◆ **Work request**:
Write out the stretch of lines below that begins at the line with "filename src/config.rs" and ends at the line with "tracing_subscriber::fmt()", including both, exactly as given and nothing more.
-- Source information follows --
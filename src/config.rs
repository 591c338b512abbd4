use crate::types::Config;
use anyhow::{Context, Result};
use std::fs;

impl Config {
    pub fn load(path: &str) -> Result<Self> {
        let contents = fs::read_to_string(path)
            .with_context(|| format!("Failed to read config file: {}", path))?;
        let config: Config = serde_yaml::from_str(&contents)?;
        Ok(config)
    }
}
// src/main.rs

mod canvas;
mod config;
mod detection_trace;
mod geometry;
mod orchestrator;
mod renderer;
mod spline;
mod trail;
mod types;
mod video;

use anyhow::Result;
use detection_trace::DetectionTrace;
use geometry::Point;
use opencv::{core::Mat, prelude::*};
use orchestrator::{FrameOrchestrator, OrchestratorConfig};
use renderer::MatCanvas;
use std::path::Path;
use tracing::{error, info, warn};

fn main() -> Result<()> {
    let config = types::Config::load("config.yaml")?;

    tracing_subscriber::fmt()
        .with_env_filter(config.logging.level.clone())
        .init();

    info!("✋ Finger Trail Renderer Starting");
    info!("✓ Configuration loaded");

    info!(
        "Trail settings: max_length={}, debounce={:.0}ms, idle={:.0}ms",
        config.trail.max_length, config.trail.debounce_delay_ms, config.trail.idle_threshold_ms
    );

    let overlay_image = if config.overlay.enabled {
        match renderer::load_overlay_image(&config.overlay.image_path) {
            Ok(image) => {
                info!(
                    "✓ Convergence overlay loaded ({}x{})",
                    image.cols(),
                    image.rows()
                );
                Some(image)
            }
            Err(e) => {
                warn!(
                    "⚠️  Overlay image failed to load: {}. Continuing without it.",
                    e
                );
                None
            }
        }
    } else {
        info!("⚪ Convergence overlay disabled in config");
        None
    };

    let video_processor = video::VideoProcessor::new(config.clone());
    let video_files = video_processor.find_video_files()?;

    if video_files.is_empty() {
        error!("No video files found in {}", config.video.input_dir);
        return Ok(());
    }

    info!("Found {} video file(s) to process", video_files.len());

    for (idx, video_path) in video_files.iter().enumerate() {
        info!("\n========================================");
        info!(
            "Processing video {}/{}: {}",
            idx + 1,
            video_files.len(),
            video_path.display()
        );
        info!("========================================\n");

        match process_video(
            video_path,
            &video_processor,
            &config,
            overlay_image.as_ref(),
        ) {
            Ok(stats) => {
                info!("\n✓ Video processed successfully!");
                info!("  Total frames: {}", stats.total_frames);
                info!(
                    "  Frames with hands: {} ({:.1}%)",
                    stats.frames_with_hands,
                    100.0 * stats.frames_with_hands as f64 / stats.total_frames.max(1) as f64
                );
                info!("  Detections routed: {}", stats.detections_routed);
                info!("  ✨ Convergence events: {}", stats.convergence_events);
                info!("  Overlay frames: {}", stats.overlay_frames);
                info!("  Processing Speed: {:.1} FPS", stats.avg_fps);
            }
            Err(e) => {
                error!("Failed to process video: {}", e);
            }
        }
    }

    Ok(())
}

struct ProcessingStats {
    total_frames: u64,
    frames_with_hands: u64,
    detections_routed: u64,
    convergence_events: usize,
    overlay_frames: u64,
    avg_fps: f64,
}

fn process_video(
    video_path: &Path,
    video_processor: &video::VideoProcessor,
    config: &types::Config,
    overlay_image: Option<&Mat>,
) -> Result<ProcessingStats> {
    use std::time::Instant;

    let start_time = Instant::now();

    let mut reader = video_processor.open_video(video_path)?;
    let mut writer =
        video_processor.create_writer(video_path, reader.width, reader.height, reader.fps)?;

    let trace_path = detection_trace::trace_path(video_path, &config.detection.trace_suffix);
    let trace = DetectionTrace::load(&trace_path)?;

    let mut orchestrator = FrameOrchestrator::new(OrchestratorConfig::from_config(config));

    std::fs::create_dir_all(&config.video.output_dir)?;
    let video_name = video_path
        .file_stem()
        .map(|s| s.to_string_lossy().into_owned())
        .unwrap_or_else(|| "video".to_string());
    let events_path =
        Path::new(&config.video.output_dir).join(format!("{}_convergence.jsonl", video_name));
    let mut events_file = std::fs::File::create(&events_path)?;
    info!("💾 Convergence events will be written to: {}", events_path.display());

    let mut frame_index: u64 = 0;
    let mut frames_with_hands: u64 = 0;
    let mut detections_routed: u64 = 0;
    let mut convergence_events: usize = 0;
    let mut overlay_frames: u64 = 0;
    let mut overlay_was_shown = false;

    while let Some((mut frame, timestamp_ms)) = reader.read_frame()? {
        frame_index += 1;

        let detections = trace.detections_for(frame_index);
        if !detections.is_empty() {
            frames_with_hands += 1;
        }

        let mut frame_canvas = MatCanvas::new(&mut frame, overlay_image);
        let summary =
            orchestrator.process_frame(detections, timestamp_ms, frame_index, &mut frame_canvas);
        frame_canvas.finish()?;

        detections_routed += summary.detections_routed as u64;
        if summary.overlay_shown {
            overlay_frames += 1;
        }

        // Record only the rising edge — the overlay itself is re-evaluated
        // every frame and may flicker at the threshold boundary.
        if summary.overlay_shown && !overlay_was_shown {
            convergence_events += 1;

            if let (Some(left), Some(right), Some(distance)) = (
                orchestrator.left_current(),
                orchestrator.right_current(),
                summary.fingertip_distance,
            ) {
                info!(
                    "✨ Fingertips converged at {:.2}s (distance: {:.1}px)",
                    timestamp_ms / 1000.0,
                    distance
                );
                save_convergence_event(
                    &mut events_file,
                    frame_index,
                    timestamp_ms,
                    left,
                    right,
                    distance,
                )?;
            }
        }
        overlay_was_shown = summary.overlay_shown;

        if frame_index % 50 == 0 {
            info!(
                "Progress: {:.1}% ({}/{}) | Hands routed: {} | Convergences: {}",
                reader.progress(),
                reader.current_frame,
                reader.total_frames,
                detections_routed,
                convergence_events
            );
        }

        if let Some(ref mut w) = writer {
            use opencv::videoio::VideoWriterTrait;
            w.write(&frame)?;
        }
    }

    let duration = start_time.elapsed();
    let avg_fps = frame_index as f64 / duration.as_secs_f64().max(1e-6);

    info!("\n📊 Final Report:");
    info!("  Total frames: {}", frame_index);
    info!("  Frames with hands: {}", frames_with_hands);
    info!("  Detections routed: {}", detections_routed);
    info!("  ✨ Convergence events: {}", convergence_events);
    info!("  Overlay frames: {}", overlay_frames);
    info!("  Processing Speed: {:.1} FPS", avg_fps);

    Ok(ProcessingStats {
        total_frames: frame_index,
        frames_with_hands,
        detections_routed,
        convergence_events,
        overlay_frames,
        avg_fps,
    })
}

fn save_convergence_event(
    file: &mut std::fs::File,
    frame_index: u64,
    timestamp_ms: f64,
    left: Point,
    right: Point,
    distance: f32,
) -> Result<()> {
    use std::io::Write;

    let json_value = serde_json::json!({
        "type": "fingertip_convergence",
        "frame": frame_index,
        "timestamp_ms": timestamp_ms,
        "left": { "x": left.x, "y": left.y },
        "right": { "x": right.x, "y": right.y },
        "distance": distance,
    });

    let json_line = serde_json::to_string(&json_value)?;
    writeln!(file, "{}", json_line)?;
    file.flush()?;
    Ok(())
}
-- Source information concluded --
-- Source information follows --
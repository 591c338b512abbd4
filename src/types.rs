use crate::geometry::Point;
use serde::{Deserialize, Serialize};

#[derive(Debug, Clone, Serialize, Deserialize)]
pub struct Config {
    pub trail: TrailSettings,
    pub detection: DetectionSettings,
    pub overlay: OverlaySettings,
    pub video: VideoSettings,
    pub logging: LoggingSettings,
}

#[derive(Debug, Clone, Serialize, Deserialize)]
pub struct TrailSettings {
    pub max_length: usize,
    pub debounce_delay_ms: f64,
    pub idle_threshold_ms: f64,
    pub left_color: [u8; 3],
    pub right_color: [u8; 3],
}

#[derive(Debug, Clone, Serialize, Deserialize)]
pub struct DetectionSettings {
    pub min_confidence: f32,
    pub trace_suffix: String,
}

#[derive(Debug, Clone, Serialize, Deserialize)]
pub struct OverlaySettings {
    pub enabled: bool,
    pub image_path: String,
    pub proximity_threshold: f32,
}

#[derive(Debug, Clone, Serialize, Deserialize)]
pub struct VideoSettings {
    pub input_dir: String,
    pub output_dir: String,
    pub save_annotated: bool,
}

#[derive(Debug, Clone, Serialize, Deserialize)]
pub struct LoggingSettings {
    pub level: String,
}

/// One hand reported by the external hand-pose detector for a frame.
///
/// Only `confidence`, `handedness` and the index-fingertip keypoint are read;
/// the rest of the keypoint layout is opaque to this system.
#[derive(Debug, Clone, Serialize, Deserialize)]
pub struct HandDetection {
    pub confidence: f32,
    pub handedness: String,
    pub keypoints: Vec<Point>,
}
-- Source information concluded --
-- Source information follows --
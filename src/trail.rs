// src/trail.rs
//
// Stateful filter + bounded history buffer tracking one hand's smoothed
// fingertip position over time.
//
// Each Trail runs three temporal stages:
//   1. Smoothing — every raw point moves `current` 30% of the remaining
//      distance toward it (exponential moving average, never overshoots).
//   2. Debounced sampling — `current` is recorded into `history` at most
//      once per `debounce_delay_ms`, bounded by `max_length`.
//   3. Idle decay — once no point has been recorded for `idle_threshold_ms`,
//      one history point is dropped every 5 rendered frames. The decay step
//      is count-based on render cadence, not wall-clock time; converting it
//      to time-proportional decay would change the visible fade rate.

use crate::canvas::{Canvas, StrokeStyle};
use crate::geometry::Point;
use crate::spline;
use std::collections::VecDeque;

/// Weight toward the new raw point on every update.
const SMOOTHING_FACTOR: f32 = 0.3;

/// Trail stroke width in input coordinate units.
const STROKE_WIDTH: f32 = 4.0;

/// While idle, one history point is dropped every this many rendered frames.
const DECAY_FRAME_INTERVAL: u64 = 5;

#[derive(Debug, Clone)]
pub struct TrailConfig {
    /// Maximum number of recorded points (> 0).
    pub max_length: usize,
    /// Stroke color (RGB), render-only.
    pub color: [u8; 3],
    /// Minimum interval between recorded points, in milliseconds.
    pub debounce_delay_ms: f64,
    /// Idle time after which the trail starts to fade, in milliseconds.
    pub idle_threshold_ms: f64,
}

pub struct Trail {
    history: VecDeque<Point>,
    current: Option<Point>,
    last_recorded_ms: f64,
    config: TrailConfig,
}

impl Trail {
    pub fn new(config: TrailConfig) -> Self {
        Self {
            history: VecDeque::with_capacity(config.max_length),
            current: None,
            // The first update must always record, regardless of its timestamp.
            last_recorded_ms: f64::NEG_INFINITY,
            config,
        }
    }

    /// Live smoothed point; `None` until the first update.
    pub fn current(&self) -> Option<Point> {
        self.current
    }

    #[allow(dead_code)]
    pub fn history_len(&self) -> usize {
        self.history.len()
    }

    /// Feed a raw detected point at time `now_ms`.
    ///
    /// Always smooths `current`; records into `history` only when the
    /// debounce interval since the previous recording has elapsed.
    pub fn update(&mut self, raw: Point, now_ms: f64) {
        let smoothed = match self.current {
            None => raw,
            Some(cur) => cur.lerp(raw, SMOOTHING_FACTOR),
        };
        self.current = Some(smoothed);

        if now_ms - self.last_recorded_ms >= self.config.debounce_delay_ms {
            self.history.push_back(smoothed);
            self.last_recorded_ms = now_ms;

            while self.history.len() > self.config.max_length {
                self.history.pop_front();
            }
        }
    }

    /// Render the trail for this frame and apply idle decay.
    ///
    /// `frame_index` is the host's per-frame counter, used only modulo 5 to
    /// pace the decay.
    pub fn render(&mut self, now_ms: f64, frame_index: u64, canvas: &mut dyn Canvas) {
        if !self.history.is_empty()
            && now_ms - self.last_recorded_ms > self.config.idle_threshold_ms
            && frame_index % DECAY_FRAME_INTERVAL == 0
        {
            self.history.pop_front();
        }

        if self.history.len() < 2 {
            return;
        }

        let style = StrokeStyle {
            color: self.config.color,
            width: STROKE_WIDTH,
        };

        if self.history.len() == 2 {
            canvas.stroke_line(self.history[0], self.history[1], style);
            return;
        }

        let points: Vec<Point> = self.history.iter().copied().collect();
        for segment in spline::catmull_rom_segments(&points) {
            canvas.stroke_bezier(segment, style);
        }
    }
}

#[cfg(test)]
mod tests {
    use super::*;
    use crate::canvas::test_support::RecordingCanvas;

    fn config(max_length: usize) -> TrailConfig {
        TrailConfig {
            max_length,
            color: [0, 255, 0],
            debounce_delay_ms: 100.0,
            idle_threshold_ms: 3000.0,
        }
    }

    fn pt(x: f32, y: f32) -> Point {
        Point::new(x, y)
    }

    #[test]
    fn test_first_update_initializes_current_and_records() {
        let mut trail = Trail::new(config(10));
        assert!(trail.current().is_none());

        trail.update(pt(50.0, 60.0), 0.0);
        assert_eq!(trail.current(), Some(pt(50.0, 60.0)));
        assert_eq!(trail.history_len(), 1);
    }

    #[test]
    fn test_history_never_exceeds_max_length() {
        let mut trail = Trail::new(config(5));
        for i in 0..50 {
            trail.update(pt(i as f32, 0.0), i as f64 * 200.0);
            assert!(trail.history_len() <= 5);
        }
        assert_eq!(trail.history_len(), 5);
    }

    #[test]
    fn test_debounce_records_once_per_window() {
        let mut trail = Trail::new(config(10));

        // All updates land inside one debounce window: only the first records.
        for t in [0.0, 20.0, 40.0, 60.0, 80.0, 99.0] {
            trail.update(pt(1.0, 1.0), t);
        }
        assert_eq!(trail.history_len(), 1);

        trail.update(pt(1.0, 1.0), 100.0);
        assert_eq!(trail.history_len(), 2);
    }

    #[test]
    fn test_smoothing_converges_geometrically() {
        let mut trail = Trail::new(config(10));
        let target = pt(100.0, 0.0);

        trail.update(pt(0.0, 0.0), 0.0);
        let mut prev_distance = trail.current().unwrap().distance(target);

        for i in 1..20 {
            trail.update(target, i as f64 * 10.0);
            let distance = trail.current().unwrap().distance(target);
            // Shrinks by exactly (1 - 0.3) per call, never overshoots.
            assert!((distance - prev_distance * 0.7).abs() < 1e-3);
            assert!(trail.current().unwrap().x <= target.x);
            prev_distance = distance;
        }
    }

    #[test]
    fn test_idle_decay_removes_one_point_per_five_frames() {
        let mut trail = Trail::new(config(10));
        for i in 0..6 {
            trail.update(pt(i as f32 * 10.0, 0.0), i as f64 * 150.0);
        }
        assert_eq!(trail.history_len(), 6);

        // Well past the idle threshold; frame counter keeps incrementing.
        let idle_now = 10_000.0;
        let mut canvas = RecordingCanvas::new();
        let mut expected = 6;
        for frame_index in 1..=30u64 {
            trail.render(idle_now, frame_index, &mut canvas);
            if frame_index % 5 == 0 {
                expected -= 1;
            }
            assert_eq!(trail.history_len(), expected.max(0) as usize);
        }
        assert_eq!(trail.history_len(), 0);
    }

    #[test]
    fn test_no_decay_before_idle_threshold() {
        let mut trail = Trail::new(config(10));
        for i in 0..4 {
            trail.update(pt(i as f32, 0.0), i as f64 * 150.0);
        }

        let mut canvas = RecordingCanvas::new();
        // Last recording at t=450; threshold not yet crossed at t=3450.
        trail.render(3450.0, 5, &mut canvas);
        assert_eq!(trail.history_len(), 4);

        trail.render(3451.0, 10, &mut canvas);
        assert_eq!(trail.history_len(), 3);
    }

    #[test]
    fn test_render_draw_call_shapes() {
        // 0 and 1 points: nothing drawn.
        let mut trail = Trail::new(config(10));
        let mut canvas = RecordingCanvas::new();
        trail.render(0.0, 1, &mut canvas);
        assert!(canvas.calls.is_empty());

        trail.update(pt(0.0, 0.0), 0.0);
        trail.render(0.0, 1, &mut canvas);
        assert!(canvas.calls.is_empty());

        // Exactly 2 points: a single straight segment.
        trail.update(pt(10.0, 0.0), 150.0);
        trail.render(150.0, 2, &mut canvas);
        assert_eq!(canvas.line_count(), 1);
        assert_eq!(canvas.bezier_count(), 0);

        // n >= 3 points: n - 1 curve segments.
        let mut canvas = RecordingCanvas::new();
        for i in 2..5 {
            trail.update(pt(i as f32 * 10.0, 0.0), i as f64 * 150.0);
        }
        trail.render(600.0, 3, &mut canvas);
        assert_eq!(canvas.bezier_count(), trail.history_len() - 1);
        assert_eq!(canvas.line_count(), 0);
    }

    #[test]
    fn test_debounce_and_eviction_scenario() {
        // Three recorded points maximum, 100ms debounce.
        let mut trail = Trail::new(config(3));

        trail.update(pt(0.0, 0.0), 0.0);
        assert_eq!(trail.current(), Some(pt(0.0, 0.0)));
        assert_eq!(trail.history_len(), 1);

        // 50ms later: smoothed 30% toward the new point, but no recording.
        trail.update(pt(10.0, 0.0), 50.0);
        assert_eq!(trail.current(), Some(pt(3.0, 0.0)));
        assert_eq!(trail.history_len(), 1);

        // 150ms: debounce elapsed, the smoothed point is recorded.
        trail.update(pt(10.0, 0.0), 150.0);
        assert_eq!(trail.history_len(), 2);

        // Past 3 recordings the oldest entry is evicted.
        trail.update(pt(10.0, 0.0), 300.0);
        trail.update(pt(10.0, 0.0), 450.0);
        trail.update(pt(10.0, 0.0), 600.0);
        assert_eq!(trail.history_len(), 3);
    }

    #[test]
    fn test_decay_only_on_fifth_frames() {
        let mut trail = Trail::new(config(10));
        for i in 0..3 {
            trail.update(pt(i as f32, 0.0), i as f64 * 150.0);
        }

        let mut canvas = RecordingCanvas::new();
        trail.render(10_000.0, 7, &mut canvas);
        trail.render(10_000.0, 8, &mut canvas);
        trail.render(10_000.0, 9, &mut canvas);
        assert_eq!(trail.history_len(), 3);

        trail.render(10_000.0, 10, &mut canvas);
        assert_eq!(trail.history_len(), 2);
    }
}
-- Source information concluded --
◆ **Task output**:
filename src/config.rs
repository 591c338b512abbd4
use crate::types::Config;
use anyhow::{Context, Result};
use std::fs;

impl Config {
    pub fn load(path: &str) -> Result<Self> {
        let contents = fs::read_to_string(path)
            .with_context(|| format!("Failed to read config file: {}", path))?;
        let config: Config = serde_yaml::from_str(&contents)?;
        Ok(config)
    }
}
// src/main.rs

mod canvas;
mod config;
mod detection_trace;
mod geometry;
mod orchestrator;
mod renderer;
mod spline;
mod trail;
mod types;
mod video;

use anyhow::Result;
use detection_trace::DetectionTrace;
use geometry::Point;
use opencv::{core::Mat, prelude::*};
use orchestrator::{FrameOrchestrator, OrchestratorConfig};
use renderer::MatCanvas;
use std::path::Path;
use tracing::{error, info, warn};

fn main() -> Result<()> {
    let config = types::Config::load("config.yaml")?;

    tracing_subscriber::fmt()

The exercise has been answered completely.